Это умное высказывание он положил в основу всех своих дальнейших экспериментов по линии терпимости. Например, он постановил, что все религии хороши до тех пор, пока те, кто их исповедует, являются честными людьми, которые ведут достойную, законопослушную жизнь; что поэтому все вероисповедания должны пользоваться равными правами, а государство никогда не должно вмешиваться в религиозные вопросы, но должно довольствоваться ролью полицейского и поддержанием мира между различными конфессиями. И поскольку он искренне верил в это, он ничего не просил от своих подданных, кроме того, чтобы они были послушными и верными и предоставляли окончательное суждение о своих мыслях и поступках “Тому единственному, кто знал совесть людей” и о ком он (король) не осмеливался составить столь незначительное мнение, чтобы поверить, что он нуждается в той человеческой помощи, которая воображает, что может способствовать достижению божественной цели путем применения насилия и жестокости.
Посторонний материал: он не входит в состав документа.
//! Authentication extractors.
//!
//! - [`auth::AuthUser`] -- the caller verified from a Bearer access token.

pub mod auth;
//! The response envelope shared by every API route.
//!
//! Success and failure both render as
//! `{ "success": bool, "error": string|null, "data": T|null, "status": u16 }`
//! with the HTTP status mirrored in the body. Handlers return
//! [`ApiResponse`] directly; errors go through [`AppError`](crate::error::AppError),
//! which renders the same shape.

use axum::http::StatusCode;
use axum::response::{IntoResponse, Response};
use axum::Json;
use serde::Serialize;

/// Standard envelope for all API responses.
#[derive(Debug, Serialize)]
pub struct ApiResponse<T: Serialize> {
    pub success: bool,
    pub error: Option<String>,
    pub data: Option<T>,
    pub status: u16,
}

impl<T: Serialize> ApiResponse<T> {
    /// 200 with a payload.
    pub fn ok(data: T) -> Self {
        Self::with_status(StatusCode::OK, data)
    }

    /// 201 with the created resource.
    pub fn created(data: T) -> Self {
        Self::with_status(StatusCode::CREATED, data)
    }

    fn with_status(status: StatusCode, data: T) -> Self {
        Self {
            success: true,
            error: None,
            data: Some(data),
            status: status.as_u16(),
        }
    }
}

impl ApiResponse<()> {
    /// 200 with `data: null`, used by deletes and logout.
    pub fn empty() -> Self {
        Self {
            success: true,
            error: None,
            data: None,
            status: StatusCode::OK.as_u16(),
        }
    }

    /// Failure envelope with the given status and message.
    pub fn error(status: StatusCode, message: impl Into<String>) -> Self {
        Self {
            success: false,
            error: Some(message.into()),
            data: None,
            status: status.as_u16(),
        }
    }
}

impl<T: Serialize> IntoResponse for ApiResponse<T> {
    fn into_response(self) -> Response {
        let status = StatusCode::from_u16(self.status).unwrap_or(StatusCode::INTERNAL_SERVER_ERROR);
        (status, Json(self)).into_response()
    }
}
Во всех этих идеях Фридрих на пару столетий опередил свое время. Его современники покачали головами, когда король подарил своим подданным-католикам участок земли, чтобы они могли построить себе церковь прямо в центре его столицы. Они начали роптать зловещие слова предупреждения, когда он объявил себя защитником ордена иезуитов, который только что был изгнан из большинства католических стран, и они определенно перестали считать его христианином, когда он заявил, что этика и религия не имеют ничего общего друг с другом и что каждый человек может верить во все, что ему заблагорассудится, лишь бы он платил налоги и служил в армии.
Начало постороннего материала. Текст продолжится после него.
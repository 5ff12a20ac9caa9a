//! The single chokepoint for HTTP calls to the API.
//!
//! [`ApiClient::request`] attaches the bearer token, runs the refresh
//! protocol on a 401, retries the original call at most once, and turns every
//! non-2xx answer into a [`ClientEvent`] notification plus an error.

use std::sync::Arc;

use reqwest::header::CONTENT_TYPE;
use reqwest::{Method, StatusCode};
use serde::de::DeserializeOwned;
use serde_json::{json, Value};
use taskboard_core::types::DbId;
use tokio::sync::{broadcast, Mutex};
use validator::Validate;

use crate::config::ClientConfig;
use crate::error::ClientError;
use crate::events::{ClientEvent, ClientEvents, LoginReason, Route};
use crate::models::{
    Envelope, LoginForm, LoginResponse, NewTask, Task, TaskChanges, TaskList, TokenPair, UserInfo,
};
use crate::token_store::{FileTokenStore, TokenStore};

/// Shown when a 401 cannot be recovered.
pub const REAUTH_MESSAGE: &str = "Необходима повторная авторизация";

/// Fallback when a failed response carries no message.
pub const GENERIC_ERROR_MESSAGE: &str = "Ошибка запроса";

const LOGIN_PATH: &str = "/api/auth/login";
const REFRESH_PATH: &str = "/api/auth/refresh";
const LOGOUT_PATH: &str = "/api/auth/logout";

/// How concurrent 401s coordinate their refresh attempts.
#[derive(Debug, Clone, Copy, Default, PartialEq, Eq)]
pub enum RefreshPolicy {
    /// One refresh at a time. A caller that queued behind another caller's
    /// successful refresh reuses the new pair instead of presenting the
    /// already-consumed refresh token.
    #[default]
    SingleFlight,
    /// Every 401 runs its own refresh. Concurrent callers race on the same
    /// refresh token and all but one lose their session.
    Independent,
}

pub struct ApiClient {
    http: reqwest::Client,
    base_url: String,
    tokens: Arc<dyn TokenStore>,
    events: ClientEvents,
    policy: RefreshPolicy,
    refresh_lock: Mutex<()>,
}

impl ApiClient {
    pub fn new(base_url: impl Into<String>, tokens: Arc<dyn TokenStore>) -> Self {
        Self {
            http: reqwest::Client::new(),
            base_url: base_url.into().trim_end_matches('/').to_string(),
            tokens,
            events: ClientEvents::default(),
            policy: RefreshPolicy::default(),
            refresh_lock: Mutex::new(()),
        }
    }

    /// Client for the configured server, persisting tokens to the configured file.
    pub fn from_config(config: &ClientConfig) -> Self {
        Self::new(
            config.api_url.clone(),
            Arc::new(FileTokenStore::new(config.token_file.clone())),
        )
    }

    pub fn with_policy(mut self, policy: RefreshPolicy) -> Self {
        self.policy = policy;
        self
    }

    pub fn with_http_client(mut self, http: reqwest::Client) -> Self {
        self.http = http;
        self
    }

    pub fn subscribe(&self) -> broadcast::Receiver<ClientEvent> {
        self.events.subscribe()
    }

    pub fn tokens(&self) -> &Arc<dyn TokenStore> {
        &self.tokens
    }

    // -----------------------------------------------------------------------
    // Core request path
    // -----------------------------------------------------------------------

    /// Issue a request and return the parsed JSON body (`{}` for non-JSON
    /// successes).
    ///
    /// With `auth`, a 401 triggers [`refresh_tokens`](Self::refresh_tokens)
    /// and, on success, exactly one retry with the new access token. A failed
    /// refresh clears the token store and requests a redirect to login.
    /// Transport errors are returned immediately and never retried.
    pub async fn request(
        &self,
        path: &str,
        method: Method,
        body: Option<&Value>,
        auth: bool,
    ) -> Result<Value, ClientError> {
        let access = if auth { self.tokens.access_token() } else { None };
        let mut response = self.send(&method, path, body, access.as_deref()).await?;

        if auth && response.status() == StatusCode::UNAUTHORIZED {
            if self.refresh_after(access.as_deref()).await {
                let fresh = self.tokens.access_token();
                response = self.send(&method, path, body, fresh.as_deref()).await?;
            } else {
                self.force_login();
                return Err(ClientError::ReauthRequired);
            }
        }

        self.finish(response).await
    }

    pub async fn get(&self, path: &str, auth: bool) -> Result<Value, ClientError> {
        self.request(path, Method::GET, None, auth).await
    }

    pub async fn post(
        &self,
        path: &str,
        body: Option<&Value>,
        auth: bool,
    ) -> Result<Value, ClientError> {
        self.request(path, Method::POST, body, auth).await
    }

    pub async fn put(
        &self,
        path: &str,
        body: Option<&Value>,
        auth: bool,
    ) -> Result<Value, ClientError> {
        self.request(path, Method::PUT, body, auth).await
    }

    pub async fn delete(&self, path: &str, auth: bool) -> Result<Value, ClientError> {
        self.request(path, Method::DELETE, None, auth).await
    }

    fn url(&self, path: &str) -> String {
        format!("{}{}", self.base_url, path)
    }

    async fn send(
        &self,
        method: &Method,
        path: &str,
        body: Option<&Value>,
        access: Option<&str>,
    ) -> Result<reqwest::Response, ClientError> {
        let mut request = self.http.request(method.clone(), self.url(path));
        if let Some(token) = access {
            request = request.bearer_auth(token);
        }
        if let Some(body) = body {
            request = request.json(body);
        }
        request.send().await.map_err(|e| {
            tracing::error!(%method, path, error = %e, "Request failed");
            ClientError::Network(e)
        })
    }

    async fn finish(&self, response: reqwest::Response) -> Result<Value, ClientError> {
        let status = response.status();
        let is_json = response
            .headers()
            .get(CONTENT_TYPE)
            .and_then(|v| v.to_str().ok())
            .is_some_and(|ct| ct.contains("application/json"));

        if !status.is_success() {
            let message = if is_json {
                response
                    .json::<Value>()
                    .await
                    .ok()
                    .and_then(|v| v.get("error").and_then(Value::as_str).map(str::to_string))
            } else {
                response.text().await.ok().filter(|t| !t.is_empty())
            }
            .unwrap_or_else(|| GENERIC_ERROR_MESSAGE.to_string());

            self.events.publish(ClientEvent::error(message.clone()));
            return Err(ClientError::Api { status, message });
        }

        if is_json {
            response
                .json()
                .await
                .map_err(|e| ClientError::Decode(e.to_string()))
        } else {
            Ok(Value::Object(Default::default()))
        }
    }

    fn force_login(&self) {
        if let Err(e) = self.tokens.clear() {
            tracing::warn!(error = %e, "Failed to clear tokens");
        }
        self.events
            .publish(ClientEvent::Redirect(Route::Login(Some(LoginReason::Unauthorized))));
        self.events.publish(ClientEvent::error(REAUTH_MESSAGE));
    }

    // -----------------------------------------------------------------------
    // Refresh protocol
    // -----------------------------------------------------------------------

    /// Exchange the stored refresh token for a new pair.
    ///
    /// Returns `false` without a network call when no refresh token is
    /// stored, and `false` without touching the store when the server
    /// refuses. Never retries.
    pub async fn refresh_tokens(&self) -> bool {
        let current = self.tokens.access_token();
        self.refresh_after(current.as_deref()).await
    }

    /// Refresh on behalf of a request that was sent with `stale` access token.
    async fn refresh_after(&self, stale: Option<&str>) -> bool {
        match self.policy {
            RefreshPolicy::Independent => self.exchange_refresh_token().await,
            RefreshPolicy::SingleFlight => {
                let _guard = self.refresh_lock.lock().await;
                let current = self.tokens.access_token();
                if current.is_some() && current.as_deref() != stale {
                    tracing::debug!("Token pair already refreshed by a concurrent caller");
                    return true;
                }
                self.exchange_refresh_token().await
            }
        }
    }

    async fn exchange_refresh_token(&self) -> bool {
        let Some(refresh_token) = self.tokens.refresh_token() else {
            return false;
        };

        let response = match self
            .http
            .post(self.url(REFRESH_PATH))
            .json(&json!({ "refreshToken": refresh_token }))
            .send()
            .await
        {
            Ok(response) => response,
            Err(e) => {
                tracing::warn!(error = %e, "Refresh request failed");
                return false;
            }
        };

        if !response.status().is_success() {
            tracing::debug!(status = %response.status(), "Refresh refused");
            return false;
        }

        let pair = match response.json::<Envelope<TokenPair>>().await {
            Ok(Envelope { data: Some(pair), .. }) => pair,
            Ok(_) => {
                tracing::warn!("Refresh response carried no token pair");
                return false;
            }
            Err(e) => {
                tracing::warn!(error = %e, "Refresh response was not decodable");
                return false;
            }
        };

        match self.tokens.set(&pair) {
            Ok(()) => true,
            Err(e) => {
                tracing::warn!(error = %e, "Failed to store refreshed tokens");
                false
            }
        }
    }

    // -----------------------------------------------------------------------
    // Session
    // -----------------------------------------------------------------------

    /// Validate the form, log in, and store the issued pair.
    pub async fn login(&self, form: &LoginForm) -> Result<UserInfo, ClientError> {
        form.validate()
            .map_err(|e| ClientError::Validation(e.to_string()))?;

        let body = json!({ "email": form.email, "password": form.password });
        let value = self.post(LOGIN_PATH, Some(&body), false).await?;
        let response: LoginResponse = data_of(value)?;

        self.tokens.set(&response.token_pair())?;
        tracing::info!(user_id = response.user.id, "Logged in");
        Ok(response.user)
    }

    /// Best-effort server logout, then clear local tokens and request the
    /// login surface with the unauthorized marker.
    ///
    /// A failed server call is logged and otherwise ignored.
    pub async fn logout(&self) -> Result<(), ClientError> {
        if let Some(refresh_token) = self.tokens.refresh_token() {
            let body = json!({ "refreshToken": refresh_token });
            if let Err(e) = self.post(LOGOUT_PATH, Some(&body), false).await {
                tracing::debug!(error = %e, "Server logout failed; clearing locally");
            }
        }

        self.tokens.clear()?;
        self.events
            .publish(ClientEvent::Redirect(Route::Login(Some(LoginReason::Unauthorized))));
        Ok(())
    }

    // -----------------------------------------------------------------------
    // Task lists and tasks
    // -----------------------------------------------------------------------

    pub async fn task_lists(&self) -> Result<Vec<TaskList>, ClientError> {
        data_of(self.get("/api/task-lists", true).await?)
    }

    pub async fn create_task_list(&self, title: &str) -> Result<TaskList, ClientError> {
        let body = json!({ "title": title });
        data_of(self.post("/api/task-lists", Some(&body), true).await?)
    }

    pub async fn update_task_list(&self, id: DbId, title: &str) -> Result<TaskList, ClientError> {
        let body = json!({ "title": title });
        data_of(self.put(&format!("/api/task-lists/{id}"), Some(&body), true).await?)
    }

    pub async fn delete_task_list(&self, id: DbId) -> Result<(), ClientError> {
        self.delete(&format!("/api/task-lists/{id}"), true).await?;
        Ok(())
    }

    pub async fn create_task(&self, task: &NewTask) -> Result<Task, ClientError> {
        let body = to_body(task)?;
        data_of(self.post("/api/tasks", Some(&body), true).await?)
    }

    pub async fn update_task(&self, id: DbId, changes: &TaskChanges) -> Result<Task, ClientError> {
        let body = to_body(changes)?;
        data_of(self.put(&format!("/api/tasks/{id}"), Some(&body), true).await?)
    }

    pub async fn delete_task(&self, id: DbId) -> Result<(), ClientError> {
        self.delete(&format!("/api/tasks/{id}"), true).await?;
        Ok(())
    }
}

fn to_body<T: serde::Serialize>(value: &T) -> Result<Value, ClientError> {
    serde_json::to_value(value).map_err(|e| ClientError::Decode(e.to_string()))
}

/// Pull `data` out of an envelope.
fn data_of<T: DeserializeOwned>(value: Value) -> Result<T, ClientError> {
    let envelope: Envelope<T> =
        serde_json::from_value(value).map_err(|e| ClientError::Decode(e.to_string()))?;
    envelope
        .data
        .ok_or_else(|| ClientError::Decode("response envelope has no data".into()))
}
Поскольку в то время им довелось жить в пределах Пруссии, эти критики хранили молчание, поскольку Его величество был мастером эпиграммы, и остроумное замечание на полях королевского рескрипта могло сотворить странные вещи с карьерой тех, кто так или иначе не угодил ему.
Однако факт остается фактом: именно глава неограниченной монархии, тридцатилетний автократ впервые дал Европе почувствовать вкус почти полной религиозной свободы.
В этом отдаленном уголке Европы протестанты и католики, евреи, турки и агностики впервые в своей жизни пользовались равными правами и равными прерогативами. Те, кто предпочитал носить красные плащи, не могли превзойти своих соседей, которые предпочитали носить зеленые плащи, и наоборот. И люди, которые вернулись за своим духовным утешением в Никею, были вынуждены жить в мире и дружбе с теми другими, которые с таким же успехом поужинали бы с дьяволом, как и с римским епископом.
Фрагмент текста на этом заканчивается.